As a brown-skinned girl, my summers were once filled with self-deprivation. I avoided going swimming or out to an amusement park because of worry I would get darker.
Growing up, kids would tell me my skin color resembled dirt, or poop, or burnt toast. I used to come home from school crying and run straight to the bathroom to try and scrub the brown off.
But, it wasn’t just kids who made me feel this way. TV and magazines reinforced that beautiful was never brown. And, my family -- many brown women who had also been conditioned to be ashamed of their skin color-- constantly nagged me to bathe in 110 SPF sunscreen or better yet stay indoors.
You can imagine, for me, this accumulated into toxically low self-image.
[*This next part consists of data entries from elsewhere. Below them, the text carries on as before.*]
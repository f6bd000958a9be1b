//! Network intelligence records produced by pattern detection

use chrono::{DateTime, Utc};
use serde::{Deserialize, Serialize};
use std::fmt;

use super::{ContributionTier, GlobalBuyerId};
use crate::error::{CoreError, CoreResult};

/// Which detector produced a finding
#[derive(Debug, Clone, Copy, PartialEq, Eq, Hash, Serialize, Deserialize)]
#[serde(rename_all = "snake_case")]
pub enum PatternKind {
    SelectiveDelay,
    IndustryDeterioration,
    GeographicStress,
    SeasonalAnomaly,
}

impl PatternKind {
    /// String representation
    pub fn as_str(&self) -> &'static str {
        match self {
            Self::SelectiveDelay => "selective_delay",
            Self::IndustryDeterioration => "industry_deterioration",
            Self::GeographicStress => "geographic_stress",
            Self::SeasonalAnomaly => "seasonal_anomaly",
        }
    }
}

impl fmt::Display for PatternKind {
    fn fmt(&self, f: &mut fmt::Formatter<'_>) -> fmt::Result {
        write!(f, "{}", self.as_str())
    }
}

/// Finding severity, ordered lowest to highest
#[derive(Debug, Clone, Copy, PartialEq, Eq, PartialOrd, Ord, Hash, Serialize, Deserialize)]
#[serde(rename_all = "lowercase")]
pub enum Severity {
    Low,
    Medium,
    High,
    Critical,
}

impl Severity {
    /// String representation
    pub fn as_str(&self) -> &'static str {
        match self {
            Self::Low => "low",
            Self::Medium => "medium",
            Self::High => "high",
            Self::Critical => "critical",
        }
    }

    /// Parse from string with validation
    pub fn parse(s: &str) -> CoreResult<Self> {
        match s {
            "low" => Ok(Self::Low),
            "medium" => Ok(Self::Medium),
            "high" => Ok(Self::High),
            "critical" => Ok(Self::Critical),
            other => Err(CoreError::Validation(format!(
                "Invalid severity: '{}'. Expected one of: low, medium, high, critical",
                other
            ))),
        }
    }
}

impl fmt::Display for Severity {
    fn fmt(&self, f: &mut fmt::Formatter<'_>) -> fmt::Result {
        write!(f, "{}", self.as_str())
    }
}

/// One stored pattern finding with an expiry
#[derive(Debug, Clone, Serialize, Deserialize)]
pub struct IntelligenceRecord {
    /// Record identifier
    pub id: String,
    /// Detector that produced the finding
    pub kind: PatternKind,
    /// Finding severity
    pub severity: Severity,
    /// Short human-readable pattern description
    pub title: String,
    /// Recommended action
    pub recommendation: String,
    /// Industry the finding applies to, if industry-scoped
    pub industry_code: Option<String>,
    /// Region the finding applies to, if region-scoped
    pub region: Option<String>,
    /// Buyer the finding applies to, if buyer-scoped
    pub buyer_id: Option<GlobalBuyerId>,
    /// Supporting numbers
    pub evidence: serde_json::Value,
    /// Buyers covered by the finding
    pub affected_buyers: u32,
    /// Detection timestamp
    pub detected_at: DateTime<Utc>,
    /// Expiry timestamp
    pub valid_until: DateTime<Utc>,
    /// Tiers allowed to read this record
    pub visible_to_tiers: Vec<ContributionTier>,
}

impl IntelligenceRecord {
    /// Record has not yet expired
    pub fn is_active(&self, now: DateTime<Utc>) -> bool {
        self.valid_until > now
    }

    /// Record is readable by the given tier
    pub fn is_visible_to(&self, tier: ContributionTier) -> bool {
        self.visible_to_tiers.contains(&tier)
    }

    /// Record matches an optional industry filter
    ///
    /// Records without an industry scope match every filter.
    pub fn matches_industry(&self, industry: Option<&str>) -> bool {
        match (industry, self.industry_code.as_deref()) {
            (Some(filter), Some(scoped)) => filter == scoped,
            _ => true,
        }
    }
}

#[cfg(test)]
mod tests {
    use super::*;
    use chrono::Duration;

    fn record() -> IntelligenceRecord {
        let now = Utc::now();
        IntelligenceRecord {
            id: "intel_1".to_string(),
            kind: PatternKind::IndustryDeterioration,
            severity: Severity::High,
            title: "Industry-wide payment delays increasing".to_string(),
            recommendation: "Tighten credit terms for this sector".to_string(),
            industry_code: Some("textiles".to_string()),
            region: None,
            buyer_id: None,
            evidence: serde_json::json!({}),
            affected_buyers: 12,
            detected_at: now,
            valid_until: now + Duration::days(30),
            visible_to_tiers: vec![ContributionTier::Standard, ContributionTier::Premium],
        }
    }

    #[test]
    fn test_expiry() {
        let r = record();
        assert!(r.is_active(Utc::now()));
        assert!(!r.is_active(Utc::now() + Duration::days(31)));
    }

    #[test]
    fn test_tier_visibility() {
        let r = record();
        assert!(!r.is_visible_to(ContributionTier::Basic));
        assert!(r.is_visible_to(ContributionTier::Standard));
        assert!(r.is_visible_to(ContributionTier::Premium));
    }

    #[test]
    fn test_industry_filter() {
        let r = record();
        assert!(r.matches_industry(None));
        assert!(r.matches_industry(Some("textiles")));
        assert!(!r.matches_industry(Some("steel")));

        let mut unscoped = record();
        unscoped.industry_code = None;
        assert!(unscoped.matches_industry(Some("steel")));
    }

    #[test]
    fn test_severity_ordering() {
        assert!(Severity::Critical > Severity::High);
        assert!(Severity::High > Severity::Medium);
        assert!(Severity::Medium > Severity::Low);
    }
}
Then my world was flipped upside down when I learned about colorism -- the discrimination against people with dark skin that often even comes from those of the same ethnic group.
I immediately took all this new knowledge to my best friend; my mom. We sat in our PJ’s on her bed and I searched “Dark Girls,” a documentary on Netflix. We watched as sociologists explained how the very statements my mom would tell me like, “Stay out of the sun,” seriously impact young girls’ self-esteem.
Finally, the movie ended, and I studied my mom’s face. For what felt like forever, she didn’t say a word. I couldn’t tell what she was thinking. Then, one of us -- it might have been me or her, I can’t remember -- started crying. She told me she was sorry.
Looking back on it, summers have totally changed for me. All my closest friends know that I’ll jump at the chance to go to the beach -- that I feel most at home dancing in the waves with the sun baking on my skin. Free to actually enjoy being outside without the pestering fear, “Am I getting darker?”